Though not quite a return to the artistic highs of Sonatine or Hana-bi, Ryuzo and the Seven Henchmen is nevertheless an entertaining mix of Kitano’s tough guy yakuza and absurd comedian personas. Unlikely to walk away with any awards or lasting praise, Ryuzo and the Seven Henchmen is sure to be remembered fondly for its expertly timed and often gleefully absurd humour.

Reviewed at LFF 2015.


Kiju Yoshida: Love + Anarchism

133365_frontGeneral review of Arrow’s Kiju Yoshida: Love + Anarchism box set up at UK Anime Network.

Kiju (also known as Yoshishige) Yoshida is one of the primary names in Japan’s 1960s art movie boom though he’s comparatively unknown and, in fact, little seen outside of Japan. Though some of this is down to Yoshida’s fierce self ownership of his own back catalogue, this new HD blu-ray box set from Arrow Films is the first time any of his films will be readily available with English subtitles. Titled Love + Anarchy, the box set includes both the original director’s cut of Yoshida’s magnum opus Eros + Massacre as well as the shortened theatrical cut of the film, his examination of ’60s radical leftist politics in Heroic Purgatory and his look at a failed ‘30s rightist insurrection in Coup d’Etat.

Eros + Massacre is the film Yoshida has become best known for and the one with which he is most closely associated. The film tells two parallel stories beginning with the 1960s students Eiko and Wada who are running an extra curricular research project into the lives of a group of Taisho era anarchists including feminist Ito Noe and poet Osugi Sakae who was an early exponent of free love which is something that particularly interests Eiko. The Taisho era scenes are less a historical examination than they are the results of the research project conducted by Eiko and Wada and so are a sum of their refracted perceptions. The film is full of surrealistic touches like the Taisho characters suddenly turning up in modern day Tokyo or unexpected scenes of expressionism breaking in without warning. A fantastic example of ‘60s avant-garde cinema, Eros + Massacre is a film which should have been more widely seen and now hopefully will be.
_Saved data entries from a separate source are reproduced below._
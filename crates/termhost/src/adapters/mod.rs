mod error;
pub mod presenter;
mod router;
mod rpc;

pub use error::server_error_response;
pub use error::session_error_response;
pub use router::RouterOptions;
pub use router::RpcRouter;
pub use rpc::*;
The first question – why two versions? The answer is not the one you’re thinking of. Though the film is undoubtedly long at over 3.5hrs, Yoshida largely financed the film himself and intended to release it in his original version. However, though Ito and Osugi were assassinated along side Osugi’s six year old nephew in the chaos following the Great Kanto Earthquake in 1923, another of Osugi’s mistresses, Kamichika Ichiko, was still very much alive (though obviously an old woman) and a serving politician. She got wind of the film and after seeing it threatened to sue over her portrayal. Yoshida voluntarily recut the film to minimise her scenes, renamed her character and exhibited the shortened version to great acclaim. Though the director’s cut is truest to Yoshida’s vision, even in the shortened version his artistry shines through.
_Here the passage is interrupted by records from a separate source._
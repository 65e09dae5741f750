use std::path::PathBuf;
use std::sync::Arc;

use serde_json::json;
use termhost_common::error_codes;
use tokio::sync::watch;
use tracing::info;

use crate::adapters::error::server_error_response;
use crate::adapters::error::session_error_response;
use crate::adapters::rpc::*;
use crate::domain::Key;
use crate::infra::static_server::StaticServerToggle;
use crate::infra::static_server::ToggleRequest;
use crate::usecases::DispatchOutcome;
use crate::usecases::TerminalSessionRegistry;

#[derive(Debug, Clone)]
pub struct RouterOptions {
    pub property_dir: Option<PathBuf>,
    pub server_port: u16,
    pub default_file: String,
}

/// Routes host protocol requests onto the session registry and the static
/// server. Jobs started here run detached; their completion arrives as a
/// `close` event.
pub struct RpcRouter {
    registry: Arc<TerminalSessionRegistry>,
    server: Arc<StaticServerToggle>,
    options: RouterOptions,
    shutdown: Arc<watch::Sender<bool>>,
}

macro_rules! try_params {
    ($request:expr, $ty:ty) => {
        match $request.parse_params::<$ty>() {
            Ok(params) => params,
            Err(response) => return response,
        }
    };
}

macro_rules! try_session {
    ($request:expr, $result:expr) => {
        match $result {
            Ok(value) => value,
            Err(err) => return session_error_response($request.id, &err),
        }
    };
}

impl RpcRouter {
    pub fn new(
        registry: Arc<TerminalSessionRegistry>,
        server: Arc<StaticServerToggle>,
        options: RouterOptions,
        shutdown: Arc<watch::Sender<bool>>,
    ) -> Self {
        Self {
            registry,
            server,
            options,
            shutdown,
        }
    }

    pub async fn route(&self, request: RpcRequest) -> RpcResponse {
        match request.method.as_str() {
            "ping" => RpcResponse::success(request.id, json!({ "pong": true })),
            "open_session" => self.open_session(&request),
            "close_session" => self.close_session(&request),
            "list_sessions" => RpcResponse::success(
                request.id,
                json!({ "sessions": self.registry.list_sessions() }),
            ),
            "history" => self.history(&request),
            "change_directory" => self.change_directory(&request),
            "run_command" => self.run_command(&request),
            "run_sequence" => self.run_sequence(&request),
            "run_property_file" => self.run_property_file(&request).await,
            "write_stdin" => self.write_stdin(&request),
            "kill_process" => self.kill_process(&request),
            "autocomplete" => self.autocomplete(&request),
            "dispatch" => self.dispatch(&request),
            "key" => self.key(&request),
            "server_toggle" => self.server_toggle(&request).await,
            "server_status" => {
                let info = self.server.info().await;
                RpcResponse::success(
                    request.id,
                    json!({ "listening": info.is_some(), "server": info }),
                )
            }
            "shutdown" => self.shutdown(&request).await,
            _ => RpcResponse::error(
                request.id,
                error_codes::METHOD_NOT_FOUND,
                &format!("Method not found: {}", request.method),
            ),
        }
    }

    fn open_session(&self, request: &RpcRequest) -> RpcResponse {
        let params = try_params!(request, OpenSessionParams);
        let session_id = try_session!(request, self.registry.open_session(&params.cwd));
        let info = try_session!(request, self.registry.session_info(session_id));
        RpcResponse::success_json(request.id, &info)
    }

    fn close_session(&self, request: &RpcRequest) -> RpcResponse {
        let params = try_params!(request, SessionParams);
        try_session!(request, self.registry.close_session(params.session_id));
        RpcResponse::action_success(request.id)
    }

    fn history(&self, request: &RpcRequest) -> RpcResponse {
        let params = try_params!(request, SessionParams);
        let entries = try_session!(request, self.registry.history(params.session_id));
        RpcResponse::success(request.id, json!({ "entries": entries }))
    }

    fn change_directory(&self, request: &RpcRequest) -> RpcResponse {
        let params = try_params!(request, ChangeDirectoryParams);
        let cwd = try_session!(
            request,
            self.registry.change_directory(params.session_id, &params.path)
        );
        RpcResponse::success(request.id, json!({ "cwd": cwd }))
    }

    fn run_command(&self, request: &RpcRequest) -> RpcResponse {
        let params = try_params!(request, RunCommandParams);
        let job = try_session!(
            request,
            self.registry
                .run_command(params.session_id, &params.command_line, params.cwd)
        );
        RpcResponse::success(request.id, json!({ "session_id": job.session_id(), "started": true }))
    }

    fn run_sequence(&self, request: &RpcRequest) -> RpcResponse {
        let params = try_params!(request, RunSequenceParams);
        let steps = params.commands.len();
        let job = try_session!(
            request,
            self.registry
                .run_sequence(params.session_id, params.commands, params.cwd)
        );
        RpcResponse::success(
            request.id,
            json!({ "session_id": job.session_id(), "started": true, "steps": steps }),
        )
    }

    async fn run_property_file(&self, request: &RpcRequest) -> RpcResponse {
        let params = try_params!(request, PropertyFileParams);
        let info = try_session!(request, self.registry.session_info(params.session_id));
        let target = info.cwd.join(&params.target);

        let property_file = match params.property_file {
            Some(path) => Some(info.cwd.join(path)),
            None => self
                .options
                .property_dir
                .as_ref()
                .and_then(|dir| params.kind.path_in(dir, &target)),
        };
        let Some(property_file) = property_file else {
            return RpcResponse::error(
                request.id,
                error_codes::INVALID_PARAMS,
                "No property file: pass 'property_file' or set TERMHOST_PROPERTY_DIR and use a target with an extension",
            );
        };
        let contents = match tokio::fs::read_to_string(&property_file).await {
            Ok(contents) => contents,
            Err(err) => {
                return RpcResponse::error(
                    request.id,
                    error_codes::INVALID_PARAMS,
                    &format!("Cannot read {}: {err}", property_file.display()),
                );
            }
        };

        let job = try_session!(
            request,
            self.registry
                .run_property_file(params.session_id, &contents, &target)
        );
        RpcResponse::success(
            request.id,
            json!({
                "session_id": job.session_id(),
                "started": true,
                "property_file": property_file,
            }),
        )
    }

    fn write_stdin(&self, request: &RpcRequest) -> RpcResponse {
        let params = try_params!(request, WriteStdinParams);
        let delivered = try_session!(
            request,
            self.registry.write_stdin(params.session_id, &params.data)
        );
        RpcResponse::success(request.id, json!({ "delivered": delivered }))
    }

    fn kill_process(&self, request: &RpcRequest) -> RpcResponse {
        let params = try_params!(request, SessionParams);
        let delivered = try_session!(request, self.registry.kill_process(params.session_id));
        RpcResponse::success(request.id, json!({ "delivered": delivered }))
    }

    fn autocomplete(&self, request: &RpcRequest) -> RpcResponse {
        let params = try_params!(request, AutocompleteParams);
        let candidates = try_session!(
            request,
            self.registry
                .autocomplete(params.session_id, &params.partial, params.cwd)
        );
        RpcResponse::success(request.id, json!({ "candidates": candidates }))
    }

    fn dispatch(&self, request: &RpcRequest) -> RpcResponse {
        let params = try_params!(request, DispatchParams);
        let outcome = try_session!(
            request,
            self.registry.dispatch(params.session_id, &params.line)
        );
        let result = match outcome {
            DispatchOutcome::Ignored => json!({ "outcome": "ignored" }),
            DispatchOutcome::Forwarded { delivered } => {
                json!({ "outcome": "forwarded", "delivered": delivered })
            }
            DispatchOutcome::Started(_) => json!({ "outcome": "started" }),
        };
        RpcResponse::success(request.id, result)
    }

    fn key(&self, request: &RpcRequest) -> RpcResponse {
        let params = try_params!(request, KeyParams);
        let key = match params.key.parse::<Key>() {
            Ok(key) => key,
            Err(err) => {
                return RpcResponse::error(
                    request.id,
                    error_codes::INVALID_PARAMS,
                    &err.to_string(),
                );
            }
        };
        let outcome = try_session!(request, self.registry.handle_key(params.session_id, key));
        RpcResponse::success_json(request.id, &outcome)
    }

    async fn server_toggle(&self, request: &RpcRequest) -> RpcResponse {
        let params = try_params!(request, ServerToggleParams);
        let toggle = ToggleRequest {
            root_path: params.root_path,
            port: params.port.unwrap_or(self.options.server_port),
            default_file: params
                .default_file
                .unwrap_or_else(|| self.options.default_file.clone()),
            session_id: params.session_id,
        };
        match self.server.toggle(toggle).await {
            Ok(outcome) => RpcResponse::success_json(request.id, &outcome),
            Err(err) => server_error_response(request.id, &err),
        }
    }

    async fn shutdown(&self, request: &RpcRequest) -> RpcResponse {
        let killed = self.registry.shutdown();
        let server_stopped = self.server.shutdown().await;
        self.shutdown.send_replace(true);
        info!(killed, server_stopped, "Shutdown requested");
        RpcResponse::success(
            request.id,
            json!({ "killed": killed, "server_stopped": server_stopped }),
        )
    }
}

#[cfg(test)]
mod tests {
    use super::*;
    use crate::usecases::ProcessSupervisor;
    use crate::usecases::RegistryOptions;
    use crate::usecases::SupervisorOptions;
    use crate::usecases::ports::test_support::{MockProcessController, RecordingSink};

    fn router() -> (RpcRouter, watch::Receiver<bool>, tempfile::TempDir) {
        let sink = Arc::new(RecordingSink::default());
        let supervisor = Arc::new(ProcessSupervisor::new(
            Arc::new(MockProcessController::new()),
            sink.clone(),
            SupervisorOptions::default(),
        ));
        let registry = Arc::new(TerminalSessionRegistry::new(
            supervisor,
            sink.clone(),
            RegistryOptions::default(),
        ));
        let server = Arc::new(StaticServerToggle::new("127.0.0.1", sink));
        let (tx, rx) = watch::channel(false);
        let options = RouterOptions {
            property_dir: None,
            server_port: 0,
            default_file: "index.html".to_string(),
        };
        (
            RpcRouter::new(registry, server, options, Arc::new(tx)),
            rx,
            tempfile::tempdir().unwrap(),
        )
    }

    async fn call(router: &RpcRouter, method: &str, params: serde_json::Value) -> serde_json::Value {
        let response = router.route(RpcRequest::new(1, method, Some(params))).await;
        serde_json::to_value(&response).unwrap()
    }

    #[tokio::test]
    async fn test_open_and_list_sessions() {
        let (router, _rx, dir) = router();
        let opened = call(&router, "open_session", json!({ "cwd": dir.path() })).await;
        assert_eq!(opened["result"]["id"], 1);
        assert_eq!(opened["result"]["state"], "idle");

        let listed = call(&router, "list_sessions", json!({})).await;
        assert_eq!(listed["result"]["sessions"].as_array().unwrap().len(), 1);
    }

    #[tokio::test]
    async fn test_unknown_session_maps_to_not_found() {
        let (router, _rx, _dir) = router();
        let response = call(&router, "kill_process", json!({ "session_id": 42 })).await;
        assert_eq!(response["error"]["code"], error_codes::SESSION_NOT_FOUND);
        assert_eq!(response["error"]["data"]["category"], "not_found");
    }

    #[tokio::test]
    async fn test_invalid_params_and_unknown_method() {
        let (router, _rx, _dir) = router();
        let response = call(&router, "run_command", json!({ "session_id": "x" })).await;
        assert_eq!(response["error"]["code"], error_codes::INVALID_PARAMS);

        let response = call(&router, "resize", json!({})).await;
        assert_eq!(response["error"]["code"], error_codes::METHOD_NOT_FOUND);
    }

    #[tokio::test]
    async fn test_key_requests_return_editor_state() {
        let (router, _rx, dir) = router();
        call(&router, "open_session", json!({ "cwd": dir.path() })).await;

        call(&router, "key", json!({ "session_id": 1, "key": "l" })).await;
        let response = call(&router, "key", json!({ "session_id": 1, "key": "s" })).await;
        assert_eq!(
            response["result"],
            json!({ "outcome": "redraw", "line": "ls", "cursor": 2 })
        );

        let response = call(&router, "key", json!({ "session_id": 1, "key": "F13" })).await;
        assert_eq!(response["error"]["code"], error_codes::INVALID_PARAMS);
    }

    #[tokio::test]
    async fn test_property_file_needs_a_source() {
        let (router, _rx, dir) = router();
        call(&router, "open_session", json!({ "cwd": dir.path() })).await;
        let response = call(
            &router,
            "run_property_file",
            json!({ "session_id": 1, "target": "main.c" }),
        )
        .await;
        assert_eq!(response["error"]["code"], error_codes::INVALID_PARAMS);
    }

    #[tokio::test]
    async fn test_shutdown_signals_host() {
        let (router, rx, _dir) = router();
        let response = call(&router, "shutdown", json!({})).await;
        assert_eq!(response["result"]["killed"], 0);
        assert_eq!(response["result"]["server_stopped"], false);
        assert!(*rx.borrow());
    }
}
The second film in Yoshida’s “political trilogy” is the even more avant-garde Heroic Purgatory. Far less accessible than the other two films in the set, Heroic Purgatory spans three distinct time periods from the recent past to the present and the near future and focuses on the current Japanese leftist movement with particular reference to its opposition towards the renewals of the Japanese and American mutual defence treaty. However, what all of this really amounts to is paean to love and marriage. Full of strange and beautiful photography Heroic Purgatory is the iconic avant-garde film. Which is to say it’s undoubtedly difficult, inscrutable and perhaps more experienced than understood.
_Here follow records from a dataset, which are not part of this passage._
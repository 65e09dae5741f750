//! Per-session command history, most recent first.

pub const DEFAULT_HISTORY_LIMIT: usize = 50;

/// Result of stepping through history with Up/Down.
#[derive(Debug, Clone, PartialEq, Eq)]
pub enum Recall {
    /// Replace the input line with this entry.
    Entry(String),
    /// Stepped past the newest entry; clear the input line.
    Cleared,
    /// Already at the end in that direction.
    Unchanged,
}

#[derive(Debug, Clone)]
pub struct CommandHistory {
    entries: Vec<String>,
    limit: usize,
    cursor: Option<usize>,
}

impl Default for CommandHistory {
    fn default() -> Self {
        Self::new(DEFAULT_HISTORY_LIMIT)
    }
}

impl CommandHistory {
    pub fn new(limit: usize) -> Self {
        Self {
            entries: Vec::new(),
            limit,
            cursor: None,
        }
    }

    /// Pushes `command` to the front, dropping any older copy and anything
    /// past the limit. Blank commands are ignored. Always resets the cursor.
    pub fn record(&mut self, command: &str) {
        self.cursor = None;
        let command = command.trim();
        if command.is_empty() {
            return;
        }
        self.entries.retain(|entry| entry != command);
        self.entries.insert(0, command.to_string());
        self.entries.truncate(self.limit);
    }

    pub fn older(&mut self) -> Recall {
        let next = self.cursor.map_or(0, |cursor| cursor + 1);
        match self.entries.get(next) {
            Some(entry) => {
                self.cursor = Some(next);
                Recall::Entry(entry.clone())
            }
            None => Recall::Unchanged,
        }
    }

    pub fn newer(&mut self) -> Recall {
        match self.cursor {
            Some(0) => {
                self.cursor = None;
                Recall::Cleared
            }
            Some(cursor) => {
                self.cursor = Some(cursor - 1);
                self.entries
                    .get(cursor - 1)
                    .map_or(Recall::Unchanged, |entry| Recall::Entry(entry.clone()))
            }
            None => Recall::Unchanged,
        }
    }

    pub fn reset_cursor(&mut self) {
        self.cursor = None;
    }

    pub fn entries(&self) -> &[String] {
        &self.entries
    }

    pub fn len(&self) -> usize {
        self.entries.len()
    }

    pub fn is_empty(&self) -> bool {
        self.entries.is_empty()
    }
}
By contrast Coup d’Etat is the most straightforward of the films presented. Marking the only time in his career where Yoshida was not involved in the screenplay, the film moves across the political divide and examines the final days of right wing intellectual Ikki Kita. Ironically enough, the thrust of the film concerns an attempted political coup by a group of young army officers who disapproved of the government’s treatment of its people and particularly of its failure to properly provide for the poor. Their revolution was in the name of the emperor, they merely wanted to eject the sitting government. Despite his repeated protestations and lack of direct involvement in the planning of the coup, Kita still paid the price as his stature and the influence of his writings were simply too strong making him a dangerous individual and a pretty fitting scapegoat. The last film Yoshida would make with ATG (and in fact the only one which was entirely produced with them), Coup d’Etat retains his characteristically complex imagery even if it ejects his surreal storytelling style. It also loses his wife, Mariko Okada, but gains the towering presence of star character actor Rentaro Mikuni.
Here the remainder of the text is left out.